This file is the bridge between the SMPL body and the H1 kinematic skeleton. If you skip shape fitting, the retargeter may try to force the robot to follow a source body with very different proportions: shoulders too wide or narrow, legs too long or short, pelvis height mismatched, and so on. That makes the following motion optimization more likely to produce artifacts.

For beginners, think of grad_fit_h1_shape.py as selecting an SMPL body shape that resembles H1's proportions. It does not retarget every AMASS clip. It prepares a better body-model template for the motion pass.

A quick checklist before moving on:

[ ] SMPL files are correctly named and placed.
[ ] AMASS is extracted into dataset folders, not only archived files.
[ ] `shape_optimized_v1.pkl` exists under `data/h1/`.
[ ] The target robot is H1; for another robot, you need matching FK and scripts.

Step B: Retarget AMASS With grad_fit_h1.py

After shape fitting, run:

cd human2humanoid
python scripts/data_process/grad_fit_h1.py

The README shows the script processing a large number of motions, with example logs such as 15886 Motions to process. This is not a real-time command. It is offline batch conversion: read AMASS motion, compute keypoint targets through the fitted SMPL shape, and optimize robot root/joint values for each sequence. Because it uses gradient descent through forward kinematics, it can be slow, but the output is a robot-specific motion dataset suitable for training.

Afterward, inspect the result:

python scripts/vis/vis_motion.py

Visualization is not optional if you care about data quality. Do not trust loss alone.
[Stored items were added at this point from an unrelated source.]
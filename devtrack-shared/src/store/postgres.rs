/// PostgreSQL store
///
/// sqlx-backed implementation of every store trait. Credential creation and
/// developer-profile provisioning share one transaction.
///
/// # Example
///
/// ```no_run
/// use devtrack_shared::db::pool::{create_pool, DatabaseConfig};
/// use devtrack_shared::store::postgres::PgStore;
/// use devtrack_shared::store::CredentialStore;
///
/// # async fn example() -> Result<(), Box<dyn std::error::Error>> {
/// let pool = create_pool(DatabaseConfig {
///     url: std::env::var("DATABASE_URL")?,
///     ..Default::default()
/// })
/// .await?;
///
/// let store = PgStore::new(pool);
/// if let Some(record) = store.find_by_username("alice").await? {
///     println!("alice has roles {:?}", record.roles);
/// }
/// # Ok(())
/// # }
/// ```

use async_trait::async_trait;
use chrono::{DateTime, Utc};
use sqlx::{PgPool, Postgres, Transaction};
use std::collections::BTreeSet;

use super::{
    CreatedCredential, CredentialStore, DeveloperStore, GrantStore, ResourceStore, StoreError,
    StoreResult, UniqueField,
};
use crate::models::{
    credential::{CredentialRecord, FederationProvider, NewCredential},
    developer::{Developer, NewDeveloper},
    role::{parse_role_names, Role},
    task::{Project, ResourceKind, Task, TaskStatus},
};

const CREDENTIAL_COLUMNS: &str = r#"
    c.id, c.username, c.email, c.password_hash, c.enabled, c.provider,
    c.provider_id, c.display_name, c.created_at, c.last_login_at,
    ARRAY(SELECT r.role FROM credential_roles r WHERE r.credential_id = c.id ORDER BY r.role) AS roles
"#;

/// Raw credentials row, roles aggregated into an array
#[derive(Debug, sqlx::FromRow)]
struct CredentialRow {
    id: i64,
    username: String,
    email: String,
    password_hash: String,
    enabled: bool,
    provider: String,
    provider_id: Option<String>,
    display_name: Option<String>,
    created_at: DateTime<Utc>,
    last_login_at: Option<DateTime<Utc>>,
    roles: Vec<String>,
}

impl CredentialRow {
    fn into_record(self) -> StoreResult<CredentialRecord> {
        let provider = self
            .provider
            .parse::<FederationProvider>()
            .map_err(|e| StoreError::Database(sqlx::Error::Decode(e.into())))?;

        Ok(CredentialRecord {
            id: self.id,
            username: self.username,
            email: self.email,
            password_hash: self.password_hash,
            enabled: self.enabled,
            roles: parse_role_names(&self.roles),
            provider,
            provider_id: self.provider_id,
            display_name: self.display_name,
            created_at: self.created_at,
            last_login_at: self.last_login_at,
        })
    }
}

/// Maps unique-constraint violations onto the field that collided
fn map_unique_violation(err: sqlx::Error) -> StoreError {
    if let sqlx::Error::Database(db_err) = &err {
        if db_err.is_unique_violation() {
            match db_err.constraint() {
                Some(c) if c.contains("username") => return StoreError::Duplicate(UniqueField::Username),
                Some(c) if c.contains("email") => return StoreError::Duplicate(UniqueField::Email),
                _ => {}
            }
        }
    }
    StoreError::Database(err)
}

/// PostgreSQL implementation of all store traits
#[derive(Debug, Clone)]
pub struct PgStore {
    pool: PgPool,
}

impl PgStore {
    /// Wraps an existing pool
    pub fn new(pool: PgPool) -> Self {
        Self { pool }
    }

    /// Underlying pool
    pub fn pool(&self) -> &PgPool {
        &self.pool
    }

    async fn fetch_credential(&self, filter: &str, value: &str) -> StoreResult<Option<CredentialRecord>> {
        let query = format!("SELECT {} FROM credentials c WHERE {}", CREDENTIAL_COLUMNS, filter);
        let row = sqlx::query_as::<_, CredentialRow>(&query)
            .bind(value)
            .fetch_optional(&self.pool)
            .await?;

        row.map(CredentialRow::into_record).transpose()
    }

    async fn replace_roles(
        tx: &mut Transaction<'_, Postgres>,
        credential_id: i64,
        roles: &BTreeSet<Role>,
    ) -> StoreResult<()> {
        sqlx::query("DELETE FROM credential_roles WHERE credential_id = $1")
            .bind(credential_id)
            .execute(&mut **tx)
            .await?;

        for role in roles {
            sqlx::query("INSERT INTO credential_roles (credential_id, role) VALUES ($1, $2)")
                .bind(credential_id)
                .bind(role.as_str())
                .execute(&mut **tx)
                .await?;
        }

        Ok(())
    }
}

#[async_trait]
impl CredentialStore for PgStore {
    async fn find_by_id(&self, id: i64) -> StoreResult<Option<CredentialRecord>> {
        let query = format!("SELECT {} FROM credentials c WHERE c.id = $1", CREDENTIAL_COLUMNS);
        let row = sqlx::query_as::<_, CredentialRow>(&query)
            .bind(id)
            .fetch_optional(&self.pool)
            .await?;

        row.map(CredentialRow::into_record).transpose()
    }

    async fn find_by_username(&self, username: &str) -> StoreResult<Option<CredentialRecord>> {
        self.fetch_credential("c.username = $1", username).await
    }

    async fn find_by_email(&self, email: &str) -> StoreResult<Option<CredentialRecord>> {
        // Bound parameters arrive as text; the cast selects the citext operator
        self.fetch_credential("c.email = $1::citext", email).await
    }

    async fn find_by_identifier(&self, identifier: &str) -> StoreResult<Option<CredentialRecord>> {
        // A username match wins over another account's email
        self.fetch_credential(
            "c.username = $1 OR c.email = $1::citext ORDER BY (c.username = $1) DESC LIMIT 1",
            identifier,
        )
        .await
    }

    async fn create(
        &self,
        credential: NewCredential,
        developer: Option<NewDeveloper>,
    ) -> StoreResult<CreatedCredential> {
        let mut tx = self.pool.begin().await?;

        let (id,): (i64,) = sqlx::query_as(
            r#"
            INSERT INTO credentials (username, email, password_hash, provider, provider_id, display_name)
            VALUES ($1, $2, $3, $4, $5, $6)
            RETURNING id
            "#,
        )
        .bind(&credential.username)
        .bind(&credential.email)
        .bind(&credential.password_hash)
        .bind(credential.provider.as_str())
        .bind(&credential.provider_id)
        .bind(&credential.display_name)
        .fetch_one(&mut *tx)
        .await
        .map_err(map_unique_violation)?;

        Self::replace_roles(&mut tx, id, &credential.roles).await?;

        let developer = match developer {
            Some(new_dev) => Some(
                sqlx::query_as::<_, Developer>(
                    r#"
                    INSERT INTO developers (credential_id, first_name, last_name, email, skills)
                    VALUES ($1, $2, $3, $4, $5)
                    RETURNING id, credential_id, first_name, last_name, email, skills, created_at
                    "#,
                )
                .bind(id)
                .bind(new_dev.first_name)
                .bind(new_dev.last_name)
                .bind(new_dev.email)
                .bind(new_dev.skills)
                .fetch_one(&mut *tx)
                .await?,
            ),
            None => None,
        };

        // Dropping an uncommitted transaction rolls it back, so any `?` above
        // leaves neither record behind.
        tx.commit().await?;

        let credential = self
            .find_by_id(id)
            .await?
            .ok_or_else(|| StoreError::NotFound(format!("credential {}", id)))?;

        Ok(CreatedCredential {
            credential,
            developer,
        })
    }

    async fn update_provider_profile(
        &self,
        id: i64,
        provider_id: &str,
        display_name: Option<&str>,
    ) -> StoreResult<CredentialRecord> {
        let updated = sqlx::query(
            r#"
            UPDATE credentials
            SET provider_id = $2, display_name = COALESCE($3, display_name)
            WHERE id = $1
            "#,
        )
        .bind(id)
        .bind(provider_id)
        .bind(display_name)
        .execute(&self.pool)
        .await?;

        if updated.rows_affected() == 0 {
            return Err(StoreError::NotFound(format!("credential {}", id)));
        }

        self.find_by_id(id)
            .await?
            .ok_or_else(|| StoreError::NotFound(format!("credential {}", id)))
    }

    async fn touch_last_login(&self, id: i64) -> StoreResult<()> {
        sqlx::query("UPDATE credentials SET last_login_at = NOW() WHERE id = $1")
            .bind(id)
            .execute(&self.pool)
            .await?;
        Ok(())
    }

    async fn set_roles(&self, id: i64, roles: &BTreeSet<Role>) -> StoreResult<Option<CredentialRecord>> {
        let mut tx = self.pool.begin().await?;

        let exists: Option<(i64,)> = sqlx::query_as("SELECT id FROM credentials WHERE id = $1 FOR UPDATE")
            .bind(id)
            .fetch_optional(&mut *tx)
            .await?;
        if exists.is_none() {
            return Ok(None);
        }

        Self::replace_roles(&mut tx, id, roles).await?;
        tx.commit().await?;

        self.find_by_id(id).await
    }

    async fn set_enabled(&self, id: i64, enabled: bool) -> StoreResult<Option<CredentialRecord>> {
        let updated = sqlx::query("UPDATE credentials SET enabled = $2 WHERE id = $1")
            .bind(id)
            .bind(enabled)
            .execute(&self.pool)
            .await?;

        if updated.rows_affected() == 0 {
            return Ok(None);
        }
        self.find_by_id(id).await
    }
}

#[async_trait]
impl DeveloperStore for PgStore {
    async fn find_developer(&self, id: i64) -> StoreResult<Option<Developer>> {
        let developer = sqlx::query_as::<_, Developer>(
            r#"
            SELECT id, credential_id, first_name, last_name, email, skills, created_at
            FROM developers
            WHERE id = $1
            "#,
        )
        .bind(id)
        .fetch_optional(&self.pool)
        .await?;

        Ok(developer)
    }

    async fn find_developer_by_credential(&self, credential_id: i64) -> StoreResult<Option<Developer>> {
        let developer = sqlx::query_as::<_, Developer>(
            r#"
            SELECT id, credential_id, first_name, last_name, email, skills, created_at
            FROM developers
            WHERE credential_id = $1
            "#,
        )
        .bind(credential_id)
        .fetch_optional(&self.pool)
        .await?;

        Ok(developer)
    }

    async fn list_developers(&self) -> StoreResult<Vec<Developer>> {
        let developers = sqlx::query_as::<_, Developer>(
            r#"
            SELECT id, credential_id, first_name, last_name, email, skills, created_at
            FROM developers
            ORDER BY id
            "#,
        )
        .fetch_all(&self.pool)
        .await?;

        Ok(developers)
    }
}

#[async_trait]
impl ResourceStore for PgStore {
    async fn find_project(&self, id: i64) -> StoreResult<Option<Project>> {
        let project = sqlx::query_as::<_, Project>(
            "SELECT id, name, description, created_at FROM projects WHERE id = $1",
        )
        .bind(id)
        .fetch_optional(&self.pool)
        .await?;

        Ok(project)
    }

    async fn find_task(&self, id: i64) -> StoreResult<Option<Task>> {
        let task = sqlx::query_as::<_, Task>(
            r#"
            SELECT id, project_id, title, status, assigned_developer_id, created_at
            FROM tasks
            WHERE id = $1
            "#,
        )
        .bind(id)
        .fetch_optional(&self.pool)
        .await?;

        Ok(task)
    }

    async fn task_assignee(&self, task_id: i64) -> StoreResult<Option<i64>> {
        let row: Option<(Option<i64>,)> =
            sqlx::query_as("SELECT assigned_developer_id FROM tasks WHERE id = $1")
                .bind(task_id)
                .fetch_optional(&self.pool)
                .await?;

        Ok(row.and_then(|(developer_id,)| developer_id))
    }

    async fn project_assignees(&self, project_id: i64) -> StoreResult<Vec<i64>> {
        let rows: Vec<(i64,)> = sqlx::query_as(
            r#"
            SELECT DISTINCT assigned_developer_id
            FROM tasks
            WHERE project_id = $1 AND assigned_developer_id IS NOT NULL
            ORDER BY assigned_developer_id
            "#,
        )
        .bind(project_id)
        .fetch_all(&self.pool)
        .await?;

        Ok(rows.into_iter().map(|(id,)| id).collect())
    }

    async fn update_task_status(&self, id: i64, status: TaskStatus) -> StoreResult<Option<Task>> {
        let task = sqlx::query_as::<_, Task>(
            r#"
            UPDATE tasks SET status = $2
            WHERE id = $1
            RETURNING id, project_id, title, status, assigned_developer_id, created_at
            "#,
        )
        .bind(id)
        .bind(status)
        .fetch_optional(&self.pool)
        .await?;

        Ok(task)
    }
}

#[async_trait]
impl GrantStore for PgStore {
    async fn has_grant(&self, credential_id: i64, kind: ResourceKind, resource_id: i64) -> StoreResult<bool> {
        let (granted,): (bool,) = sqlx::query_as(
            r#"
            SELECT EXISTS(
                SELECT 1 FROM resource_grants
                WHERE credential_id = $1 AND resource_kind = $2 AND resource_id = $3
            )
            "#,
        )
        .bind(credential_id)
        .bind(kind.as_str())
        .bind(resource_id)
        .fetch_one(&self.pool)
        .await?;

        Ok(granted)
    }
}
Check clips from several categories: walking, turning, kicking, jumping, bending, arm swings, punching, and contact-heavy motions. Look for:

Artifact Visual sign Training consequence
Foot sliding The foot glides when it should be planted The policy learns bad contact
Floating The robot hovers above the floor Root height references are wrong
Ground penetration Feet or knees pass through the floor Tracking and contact rewards conflict
Self-intersection Arms pass through the torso, legs cross unrealistically Motion is physically infeasible
Joint-limit clamp Jerky posture, joints stuck at limits The policy learns extreme actions

If your downstream target is WholeBodyVLA/LMO, prioritize motions that resemble loco-manipulation: approaching objects, turning, squatting, picking, pushing, holding, kicking light objects, or changing stance while the upper body acts. Not every visually impressive AMASS clip is useful for a lab robot.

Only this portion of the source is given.